### PROVIDED ENTRIES
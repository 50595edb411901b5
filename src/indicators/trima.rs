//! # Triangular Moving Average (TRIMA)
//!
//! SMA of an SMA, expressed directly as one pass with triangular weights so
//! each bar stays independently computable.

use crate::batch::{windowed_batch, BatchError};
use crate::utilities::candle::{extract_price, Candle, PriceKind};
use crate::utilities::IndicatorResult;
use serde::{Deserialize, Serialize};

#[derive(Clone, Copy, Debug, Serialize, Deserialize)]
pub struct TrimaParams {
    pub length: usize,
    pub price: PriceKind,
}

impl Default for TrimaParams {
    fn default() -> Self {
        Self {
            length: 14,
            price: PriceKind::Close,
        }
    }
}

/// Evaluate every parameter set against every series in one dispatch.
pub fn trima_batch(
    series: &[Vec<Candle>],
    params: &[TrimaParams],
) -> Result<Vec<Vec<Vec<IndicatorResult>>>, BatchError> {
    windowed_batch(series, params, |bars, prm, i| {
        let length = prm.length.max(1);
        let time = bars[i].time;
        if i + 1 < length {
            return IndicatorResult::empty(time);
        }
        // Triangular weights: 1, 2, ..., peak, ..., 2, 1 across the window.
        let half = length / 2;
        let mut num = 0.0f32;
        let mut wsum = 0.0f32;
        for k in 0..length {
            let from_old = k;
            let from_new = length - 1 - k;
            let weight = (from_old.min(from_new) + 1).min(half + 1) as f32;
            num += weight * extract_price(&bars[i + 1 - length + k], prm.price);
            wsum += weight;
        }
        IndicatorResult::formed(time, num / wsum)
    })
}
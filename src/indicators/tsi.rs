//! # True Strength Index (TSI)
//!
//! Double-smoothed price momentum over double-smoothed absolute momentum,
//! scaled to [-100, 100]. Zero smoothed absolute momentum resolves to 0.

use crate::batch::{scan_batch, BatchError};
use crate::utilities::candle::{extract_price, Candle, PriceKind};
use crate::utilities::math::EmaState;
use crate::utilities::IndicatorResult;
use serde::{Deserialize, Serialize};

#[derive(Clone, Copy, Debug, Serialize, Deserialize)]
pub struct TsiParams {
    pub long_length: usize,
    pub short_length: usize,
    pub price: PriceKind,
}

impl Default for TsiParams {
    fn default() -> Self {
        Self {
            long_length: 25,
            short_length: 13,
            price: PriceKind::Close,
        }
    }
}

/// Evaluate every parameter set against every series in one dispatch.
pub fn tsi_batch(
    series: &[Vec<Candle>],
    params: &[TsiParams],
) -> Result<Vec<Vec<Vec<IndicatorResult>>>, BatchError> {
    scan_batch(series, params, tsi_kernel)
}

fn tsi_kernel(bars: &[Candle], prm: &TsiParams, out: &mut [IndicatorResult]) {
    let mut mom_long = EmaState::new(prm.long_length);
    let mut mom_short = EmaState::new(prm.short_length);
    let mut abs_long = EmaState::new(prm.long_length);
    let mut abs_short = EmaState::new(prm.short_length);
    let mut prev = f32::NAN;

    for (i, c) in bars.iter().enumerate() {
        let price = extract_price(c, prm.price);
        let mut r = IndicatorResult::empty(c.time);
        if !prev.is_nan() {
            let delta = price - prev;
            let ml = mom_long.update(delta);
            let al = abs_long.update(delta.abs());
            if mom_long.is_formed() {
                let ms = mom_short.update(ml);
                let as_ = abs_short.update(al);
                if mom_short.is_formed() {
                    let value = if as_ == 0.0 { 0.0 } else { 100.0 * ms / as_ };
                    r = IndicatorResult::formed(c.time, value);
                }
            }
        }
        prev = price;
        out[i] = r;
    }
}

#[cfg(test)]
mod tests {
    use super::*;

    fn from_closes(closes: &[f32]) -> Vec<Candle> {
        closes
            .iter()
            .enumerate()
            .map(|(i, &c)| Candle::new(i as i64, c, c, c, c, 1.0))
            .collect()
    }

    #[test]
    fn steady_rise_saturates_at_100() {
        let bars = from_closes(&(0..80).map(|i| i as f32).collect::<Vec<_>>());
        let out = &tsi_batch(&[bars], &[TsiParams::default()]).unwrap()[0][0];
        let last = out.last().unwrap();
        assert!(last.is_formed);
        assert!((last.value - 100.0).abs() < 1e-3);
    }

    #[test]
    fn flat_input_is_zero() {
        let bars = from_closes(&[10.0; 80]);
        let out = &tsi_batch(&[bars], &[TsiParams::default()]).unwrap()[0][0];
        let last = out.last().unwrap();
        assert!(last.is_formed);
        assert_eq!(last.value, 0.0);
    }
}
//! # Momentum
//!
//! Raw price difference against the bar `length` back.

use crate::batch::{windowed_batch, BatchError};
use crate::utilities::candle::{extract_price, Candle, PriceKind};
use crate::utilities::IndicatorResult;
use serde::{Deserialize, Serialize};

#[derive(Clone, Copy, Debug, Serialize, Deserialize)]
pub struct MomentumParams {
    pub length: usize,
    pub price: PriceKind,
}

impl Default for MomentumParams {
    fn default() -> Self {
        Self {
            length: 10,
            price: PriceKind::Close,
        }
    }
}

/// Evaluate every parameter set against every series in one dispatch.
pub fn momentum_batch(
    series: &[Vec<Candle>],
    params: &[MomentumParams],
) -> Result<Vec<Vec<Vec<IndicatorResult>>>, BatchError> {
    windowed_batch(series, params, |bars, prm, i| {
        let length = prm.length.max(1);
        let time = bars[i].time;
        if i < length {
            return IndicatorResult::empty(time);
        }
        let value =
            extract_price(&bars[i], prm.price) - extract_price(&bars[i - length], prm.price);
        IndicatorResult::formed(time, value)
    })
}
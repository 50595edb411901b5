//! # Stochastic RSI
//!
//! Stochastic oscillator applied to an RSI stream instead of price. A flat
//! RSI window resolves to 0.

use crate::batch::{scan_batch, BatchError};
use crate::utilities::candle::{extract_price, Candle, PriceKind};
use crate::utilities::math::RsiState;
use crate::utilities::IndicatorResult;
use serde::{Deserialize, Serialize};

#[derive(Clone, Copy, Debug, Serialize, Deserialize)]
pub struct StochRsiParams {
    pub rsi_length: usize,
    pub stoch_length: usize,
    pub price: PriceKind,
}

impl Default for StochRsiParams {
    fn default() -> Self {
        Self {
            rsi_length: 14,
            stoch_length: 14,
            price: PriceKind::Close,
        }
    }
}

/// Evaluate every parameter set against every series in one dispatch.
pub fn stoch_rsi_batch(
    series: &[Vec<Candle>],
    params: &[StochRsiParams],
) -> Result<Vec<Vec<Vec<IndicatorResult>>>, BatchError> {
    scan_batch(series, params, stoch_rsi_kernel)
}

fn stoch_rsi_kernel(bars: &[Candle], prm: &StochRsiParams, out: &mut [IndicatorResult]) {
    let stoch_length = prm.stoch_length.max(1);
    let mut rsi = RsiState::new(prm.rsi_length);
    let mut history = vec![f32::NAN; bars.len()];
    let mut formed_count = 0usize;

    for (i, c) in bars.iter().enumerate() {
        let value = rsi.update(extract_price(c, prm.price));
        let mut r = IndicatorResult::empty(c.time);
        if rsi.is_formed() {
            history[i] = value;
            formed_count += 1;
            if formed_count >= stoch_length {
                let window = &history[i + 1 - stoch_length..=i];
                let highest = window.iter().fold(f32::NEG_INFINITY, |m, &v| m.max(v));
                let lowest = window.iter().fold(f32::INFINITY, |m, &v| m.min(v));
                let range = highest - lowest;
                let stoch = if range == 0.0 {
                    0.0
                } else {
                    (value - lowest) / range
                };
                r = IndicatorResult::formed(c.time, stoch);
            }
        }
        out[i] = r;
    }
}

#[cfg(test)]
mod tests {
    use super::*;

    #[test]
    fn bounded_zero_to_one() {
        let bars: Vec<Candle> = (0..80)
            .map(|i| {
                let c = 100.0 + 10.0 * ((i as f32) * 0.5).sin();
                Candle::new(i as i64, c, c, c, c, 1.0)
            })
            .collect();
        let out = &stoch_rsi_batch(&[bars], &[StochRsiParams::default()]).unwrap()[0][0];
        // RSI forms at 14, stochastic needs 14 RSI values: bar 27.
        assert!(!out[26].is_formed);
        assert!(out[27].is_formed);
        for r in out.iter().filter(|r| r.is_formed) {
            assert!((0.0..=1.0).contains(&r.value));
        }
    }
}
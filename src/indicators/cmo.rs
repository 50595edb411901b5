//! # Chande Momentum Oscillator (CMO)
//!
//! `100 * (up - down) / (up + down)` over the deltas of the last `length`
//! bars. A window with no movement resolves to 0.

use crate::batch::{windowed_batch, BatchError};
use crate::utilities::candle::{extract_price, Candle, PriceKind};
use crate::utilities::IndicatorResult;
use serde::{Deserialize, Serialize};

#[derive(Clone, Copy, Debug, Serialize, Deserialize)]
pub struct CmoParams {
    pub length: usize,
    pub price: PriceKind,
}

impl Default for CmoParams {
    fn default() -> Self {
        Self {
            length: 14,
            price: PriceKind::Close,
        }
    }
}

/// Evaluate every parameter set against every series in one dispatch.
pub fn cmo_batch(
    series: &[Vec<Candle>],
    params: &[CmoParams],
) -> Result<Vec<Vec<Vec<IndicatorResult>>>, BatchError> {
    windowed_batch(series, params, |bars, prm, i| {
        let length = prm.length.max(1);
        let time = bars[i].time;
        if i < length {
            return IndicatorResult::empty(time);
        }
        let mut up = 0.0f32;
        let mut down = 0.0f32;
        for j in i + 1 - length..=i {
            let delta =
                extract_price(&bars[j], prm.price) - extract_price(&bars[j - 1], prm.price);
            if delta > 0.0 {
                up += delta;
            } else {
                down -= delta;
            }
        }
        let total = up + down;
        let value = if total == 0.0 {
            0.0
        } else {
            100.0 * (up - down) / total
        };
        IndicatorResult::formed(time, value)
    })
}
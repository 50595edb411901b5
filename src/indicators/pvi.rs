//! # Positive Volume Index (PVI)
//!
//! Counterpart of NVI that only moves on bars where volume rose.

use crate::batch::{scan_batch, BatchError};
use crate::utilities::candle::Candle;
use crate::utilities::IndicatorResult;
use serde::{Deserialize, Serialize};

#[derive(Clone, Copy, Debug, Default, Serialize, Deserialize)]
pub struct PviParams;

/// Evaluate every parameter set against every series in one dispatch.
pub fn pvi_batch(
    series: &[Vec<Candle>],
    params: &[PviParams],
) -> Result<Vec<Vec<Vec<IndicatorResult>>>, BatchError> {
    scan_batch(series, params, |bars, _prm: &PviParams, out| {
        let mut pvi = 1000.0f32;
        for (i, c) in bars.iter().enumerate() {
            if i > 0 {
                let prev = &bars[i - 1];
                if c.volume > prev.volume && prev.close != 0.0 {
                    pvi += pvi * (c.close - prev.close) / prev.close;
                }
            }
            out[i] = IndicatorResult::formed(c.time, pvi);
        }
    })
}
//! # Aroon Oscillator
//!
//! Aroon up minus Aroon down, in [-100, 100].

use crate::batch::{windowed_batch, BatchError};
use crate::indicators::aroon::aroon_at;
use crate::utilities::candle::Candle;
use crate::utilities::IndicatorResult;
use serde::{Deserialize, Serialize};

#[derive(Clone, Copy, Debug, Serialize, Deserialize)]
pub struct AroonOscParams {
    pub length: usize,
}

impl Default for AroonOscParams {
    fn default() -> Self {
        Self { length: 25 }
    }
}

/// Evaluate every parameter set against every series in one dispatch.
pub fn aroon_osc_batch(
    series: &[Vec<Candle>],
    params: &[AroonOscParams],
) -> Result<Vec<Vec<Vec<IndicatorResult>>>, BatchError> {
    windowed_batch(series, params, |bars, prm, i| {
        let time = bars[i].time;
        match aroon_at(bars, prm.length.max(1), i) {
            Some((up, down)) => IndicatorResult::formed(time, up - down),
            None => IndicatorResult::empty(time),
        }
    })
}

---

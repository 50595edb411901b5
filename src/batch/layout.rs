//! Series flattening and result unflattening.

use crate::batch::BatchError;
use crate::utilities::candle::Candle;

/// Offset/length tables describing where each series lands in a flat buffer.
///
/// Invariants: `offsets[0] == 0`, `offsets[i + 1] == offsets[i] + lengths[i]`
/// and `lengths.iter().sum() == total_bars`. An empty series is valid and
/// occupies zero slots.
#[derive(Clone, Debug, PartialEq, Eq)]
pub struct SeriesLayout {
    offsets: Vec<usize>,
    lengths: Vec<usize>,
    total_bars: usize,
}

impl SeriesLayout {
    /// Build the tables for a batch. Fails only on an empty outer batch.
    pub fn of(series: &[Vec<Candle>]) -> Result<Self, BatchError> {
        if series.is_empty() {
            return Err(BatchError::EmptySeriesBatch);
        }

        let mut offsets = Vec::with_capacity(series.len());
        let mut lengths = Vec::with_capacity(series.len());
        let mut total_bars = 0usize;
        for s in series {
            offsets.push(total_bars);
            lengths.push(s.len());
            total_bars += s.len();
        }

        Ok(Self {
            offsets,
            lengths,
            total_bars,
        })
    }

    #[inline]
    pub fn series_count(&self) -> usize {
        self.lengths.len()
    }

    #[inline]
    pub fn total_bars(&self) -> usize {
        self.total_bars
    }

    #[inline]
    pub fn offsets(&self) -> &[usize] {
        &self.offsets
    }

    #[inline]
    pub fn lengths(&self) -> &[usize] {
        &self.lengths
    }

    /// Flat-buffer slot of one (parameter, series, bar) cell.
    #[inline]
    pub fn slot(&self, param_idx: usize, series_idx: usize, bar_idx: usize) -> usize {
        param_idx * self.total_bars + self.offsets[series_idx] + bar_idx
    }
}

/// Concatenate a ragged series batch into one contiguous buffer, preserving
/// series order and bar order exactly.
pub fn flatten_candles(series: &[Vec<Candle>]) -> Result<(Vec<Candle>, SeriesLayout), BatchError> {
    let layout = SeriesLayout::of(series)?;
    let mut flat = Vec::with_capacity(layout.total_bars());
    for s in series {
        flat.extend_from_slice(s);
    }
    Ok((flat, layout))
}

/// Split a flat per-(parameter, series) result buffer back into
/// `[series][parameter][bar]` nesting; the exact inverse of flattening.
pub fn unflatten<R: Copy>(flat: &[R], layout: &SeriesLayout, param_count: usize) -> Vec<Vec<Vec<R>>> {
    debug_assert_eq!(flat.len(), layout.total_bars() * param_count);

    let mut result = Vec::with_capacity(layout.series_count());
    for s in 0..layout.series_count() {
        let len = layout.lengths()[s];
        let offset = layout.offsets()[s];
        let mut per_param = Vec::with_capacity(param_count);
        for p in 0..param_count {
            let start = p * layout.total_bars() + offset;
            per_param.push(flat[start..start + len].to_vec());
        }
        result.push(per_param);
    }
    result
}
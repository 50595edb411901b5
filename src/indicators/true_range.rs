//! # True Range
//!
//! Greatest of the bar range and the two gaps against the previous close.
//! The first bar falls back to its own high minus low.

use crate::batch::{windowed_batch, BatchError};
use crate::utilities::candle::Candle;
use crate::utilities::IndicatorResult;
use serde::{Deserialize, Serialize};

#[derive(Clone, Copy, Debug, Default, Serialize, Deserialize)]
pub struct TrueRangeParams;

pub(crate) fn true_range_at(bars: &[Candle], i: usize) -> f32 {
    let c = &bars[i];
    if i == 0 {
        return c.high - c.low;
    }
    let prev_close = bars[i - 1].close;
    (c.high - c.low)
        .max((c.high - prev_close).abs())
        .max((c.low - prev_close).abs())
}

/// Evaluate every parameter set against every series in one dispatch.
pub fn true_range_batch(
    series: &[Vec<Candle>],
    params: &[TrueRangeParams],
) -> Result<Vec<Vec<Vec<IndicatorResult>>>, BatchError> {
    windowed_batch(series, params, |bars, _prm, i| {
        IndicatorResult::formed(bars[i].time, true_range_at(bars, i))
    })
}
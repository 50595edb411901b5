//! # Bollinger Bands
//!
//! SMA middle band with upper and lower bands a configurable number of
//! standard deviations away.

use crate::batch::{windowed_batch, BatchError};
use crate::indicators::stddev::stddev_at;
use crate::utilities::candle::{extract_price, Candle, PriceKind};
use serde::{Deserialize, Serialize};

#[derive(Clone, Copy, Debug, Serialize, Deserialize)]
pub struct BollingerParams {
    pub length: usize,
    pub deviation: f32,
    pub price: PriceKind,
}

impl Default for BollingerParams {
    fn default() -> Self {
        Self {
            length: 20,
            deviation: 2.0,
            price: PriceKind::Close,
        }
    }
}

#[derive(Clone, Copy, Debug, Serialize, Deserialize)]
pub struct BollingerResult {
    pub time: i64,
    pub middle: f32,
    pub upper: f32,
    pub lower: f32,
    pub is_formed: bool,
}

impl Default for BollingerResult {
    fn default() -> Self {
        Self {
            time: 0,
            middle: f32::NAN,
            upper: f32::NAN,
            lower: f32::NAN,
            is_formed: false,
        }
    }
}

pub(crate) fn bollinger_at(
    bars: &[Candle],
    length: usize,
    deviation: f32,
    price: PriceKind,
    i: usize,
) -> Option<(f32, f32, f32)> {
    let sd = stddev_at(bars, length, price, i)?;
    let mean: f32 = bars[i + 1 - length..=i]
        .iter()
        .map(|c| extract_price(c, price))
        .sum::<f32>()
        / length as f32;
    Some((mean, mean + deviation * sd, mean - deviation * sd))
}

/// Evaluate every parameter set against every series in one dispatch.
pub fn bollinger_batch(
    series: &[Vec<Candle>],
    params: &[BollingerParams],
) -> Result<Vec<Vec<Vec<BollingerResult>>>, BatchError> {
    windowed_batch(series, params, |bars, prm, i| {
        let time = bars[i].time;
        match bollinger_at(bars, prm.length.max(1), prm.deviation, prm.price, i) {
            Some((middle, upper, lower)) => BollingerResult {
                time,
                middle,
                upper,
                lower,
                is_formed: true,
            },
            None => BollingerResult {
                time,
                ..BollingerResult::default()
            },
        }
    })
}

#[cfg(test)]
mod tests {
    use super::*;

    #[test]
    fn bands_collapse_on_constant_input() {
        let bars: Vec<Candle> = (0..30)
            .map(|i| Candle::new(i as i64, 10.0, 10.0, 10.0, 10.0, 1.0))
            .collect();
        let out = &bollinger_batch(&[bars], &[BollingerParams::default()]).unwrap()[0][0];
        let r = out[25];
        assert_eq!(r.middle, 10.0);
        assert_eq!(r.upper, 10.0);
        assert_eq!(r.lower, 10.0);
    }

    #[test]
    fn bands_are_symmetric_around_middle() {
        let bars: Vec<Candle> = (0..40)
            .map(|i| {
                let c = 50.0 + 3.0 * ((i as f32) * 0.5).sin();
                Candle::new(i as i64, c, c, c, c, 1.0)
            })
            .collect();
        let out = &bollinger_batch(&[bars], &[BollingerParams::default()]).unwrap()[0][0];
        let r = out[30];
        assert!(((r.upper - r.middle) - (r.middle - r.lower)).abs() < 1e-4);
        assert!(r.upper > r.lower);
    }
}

### WORK REQUEST
Look through the entries and return each line that has the word "math" in it.

### RESULT FOR THIS TASK
use crate::utilities::math::EmaState;
use crate::utilities::math::RsiState;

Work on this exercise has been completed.